▶ **Work order**:
Scan the entries that follow for the word "undo", then report every line in which it appears.

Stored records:
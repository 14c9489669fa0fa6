use std::io::stdout;

use clap::{CommandFactory, Parser, Subcommand};
use clap_complete::{generate, Shell};
use tracing_subscriber::EnvFilter;

mod commands;

use commands::PersonArg;

#[derive(Parser)]
#[command(name = "checklist", version, about = "Daily objective checklist for two")]
struct Cli {
    #[command(subcommand)]
    command: Commands,
}

#[derive(Subcommand)]
enum Commands {
    /// Create the data directory, database and demo content
    Init,
    /// Show today's objectives
    Today {
        #[arg(long)]
        json: bool,
    },
    /// Mark an objective as done
    Check {
        /// Objective label (case-insensitive)
        label: String,
        #[arg(long, value_enum)]
        person: PersonArg,
        /// Mark as not done instead
        #[arg(long)]
        undo: bool,
        /// Also replace the person's note
        #[arg(long)]
        note: Option<String>,
    },
    /// Set a person's note on an objective
    Note {
        label: String,
        #[arg(long, value_enum)]
        person: PersonArg,
        #[arg(long)]
        text: String,
    },
    /// Add an objective to today's list
    Add {
        label: String,
        #[arg(long)]
        emoji: Option<String>,
        #[arg(long)]
        category: Option<String>,
    },
    /// Remove an objective from today's list
    Remove { label: String },
    /// Add the default objectives missing from today's list
    Defaults,
    /// Delete today's objectives
    Clear,
    /// Show the daily texts
    Content {
        /// Day of the year (defaults to today)
        #[arg(long)]
        day: Option<u32>,
        #[arg(long)]
        json: bool,
    },
    /// Replace the daily texts from a JSON file
    Import { file: std::path::PathBuf },
    /// List recent objectives day by day
    History {
        #[arg(long)]
        days: Option<u32>,
        #[arg(long)]
        json: bool,
    },
    /// Completion statistics
    Stats {
        #[arg(long)]
        days: Option<u32>,
        #[arg(long)]
        json: bool,
    },
    /// Export history to a file
    Export {
        #[command(subcommand)]
        action: commands::history::ExportAction,
    },
    /// Display settings
    Settings {
        #[command(subcommand)]
        action: commands::settings::SettingsAction,
    },
    /// Delete all objective history
    Reset {
        #[arg(long)]
        yes: bool,
        #[arg(long)]
        confirm: bool,
    },
    /// Configuration management
    Config {
        #[command(subcommand)]
        action: commands::config::ConfigAction,
    },
    /// Print a shell completion script
    Completions {
        #[arg(value_enum)]
        shell: Shell,
    },
}

fn init_tracing() {
    let filter = EnvFilter::try_from_env("CHECKLIST_LOG").unwrap_or_else(|_| EnvFilter::new("warn"));
    tracing_subscriber::fmt()
        .with_env_filter(filter)
        .with_writer(std::io::stderr)
        .init();
}

fn main() {
    init_tracing();

    let cli = Cli::parse();
    let result = match cli.command {
        Commands::Init => commands::today::init(),
        Commands::Today { json } => commands::today::show(json),
        Commands::Check {
            label,
            person,
            undo,
            note,
        } => commands::objectives::check(&label, person, undo, note.as_deref()),
        Commands::Note { label, person, text } => commands::objectives::note(&label, person, &text),
        Commands::Add {
            label,
            emoji,
            category,
        } => commands::objectives::add(&label, emoji.as_deref(), category.as_deref()),
        Commands::Remove { label } => commands::objectives::remove(&label),
        Commands::Defaults => commands::objectives::defaults(),
        Commands::Clear => commands::objectives::clear(),
        Commands::Content { day, json } => commands::content::show(day, json),
        Commands::Import { file } => commands::content::import(&file),
        Commands::History { days, json } => commands::history::history(days, json),
        Commands::Stats { days, json } => commands::history::stats(days, json),
        Commands::Export { action } => commands::history::export(action),
        Commands::Settings { action } => commands::settings::run(action),
        Commands::Reset { yes, confirm } => commands::reset::run(yes, confirm),
        Commands::Config { action } => commands::config::run(action),
        Commands::Completions { shell } => {
            generate(shell, &mut Cli::command(), "checklist", &mut stdout());
            Ok(())
        }
    };

    if let Err(e) = result {
        eprintln!("error: {e}");
        std::process::exit(1);
    }
}
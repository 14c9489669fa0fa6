mod config;
pub mod database;
pub mod schema;

pub use config::{Config, DatabaseConfig, HistoryConfig, PeopleConfig};
pub use database::{Database, PooledConn};
pub use schema::SchemaReport;

use std::path::PathBuf;

use crate::error::ConfigError;

/// Returns the data directory holding `config.toml` and the database.
///
/// Resolution order:
/// - `CHECKLIST_DATA_DIR`, used verbatim when set;
/// - `~/.config/checklist-dev/` when `CHECKLIST_ENV=dev`;
/// - `~/.config/checklist/` otherwise.
///
/// # Errors
/// Returns an error if creating the directory fails.
pub fn data_dir() -> Result<PathBuf, ConfigError> {
    let dir = match std::env::var_os("CHECKLIST_DATA_DIR") {
        Some(dir) => PathBuf::from(dir),
        None => {
            let base_dir = dirs::home_dir()
                .unwrap_or_else(|| PathBuf::from("."))
                .join(".config");
            let env = std::env::var("CHECKLIST_ENV").unwrap_or_else(|_| "production".to_string());
            if env == "dev" {
                base_dir.join("checklist-dev")
            } else {
                base_dir.join("checklist")
            }
        }
    };

    std::fs::create_dir_all(&dir).map_err(|e| ConfigError::DataDir(format!("{}: {e}", dir.display())))?;
    Ok(dir)
}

▶ **Solution for this exercise**:
        undo: bool,
            undo,
        } => commands::objectives::check(&label, person, undo, note.as_deref()),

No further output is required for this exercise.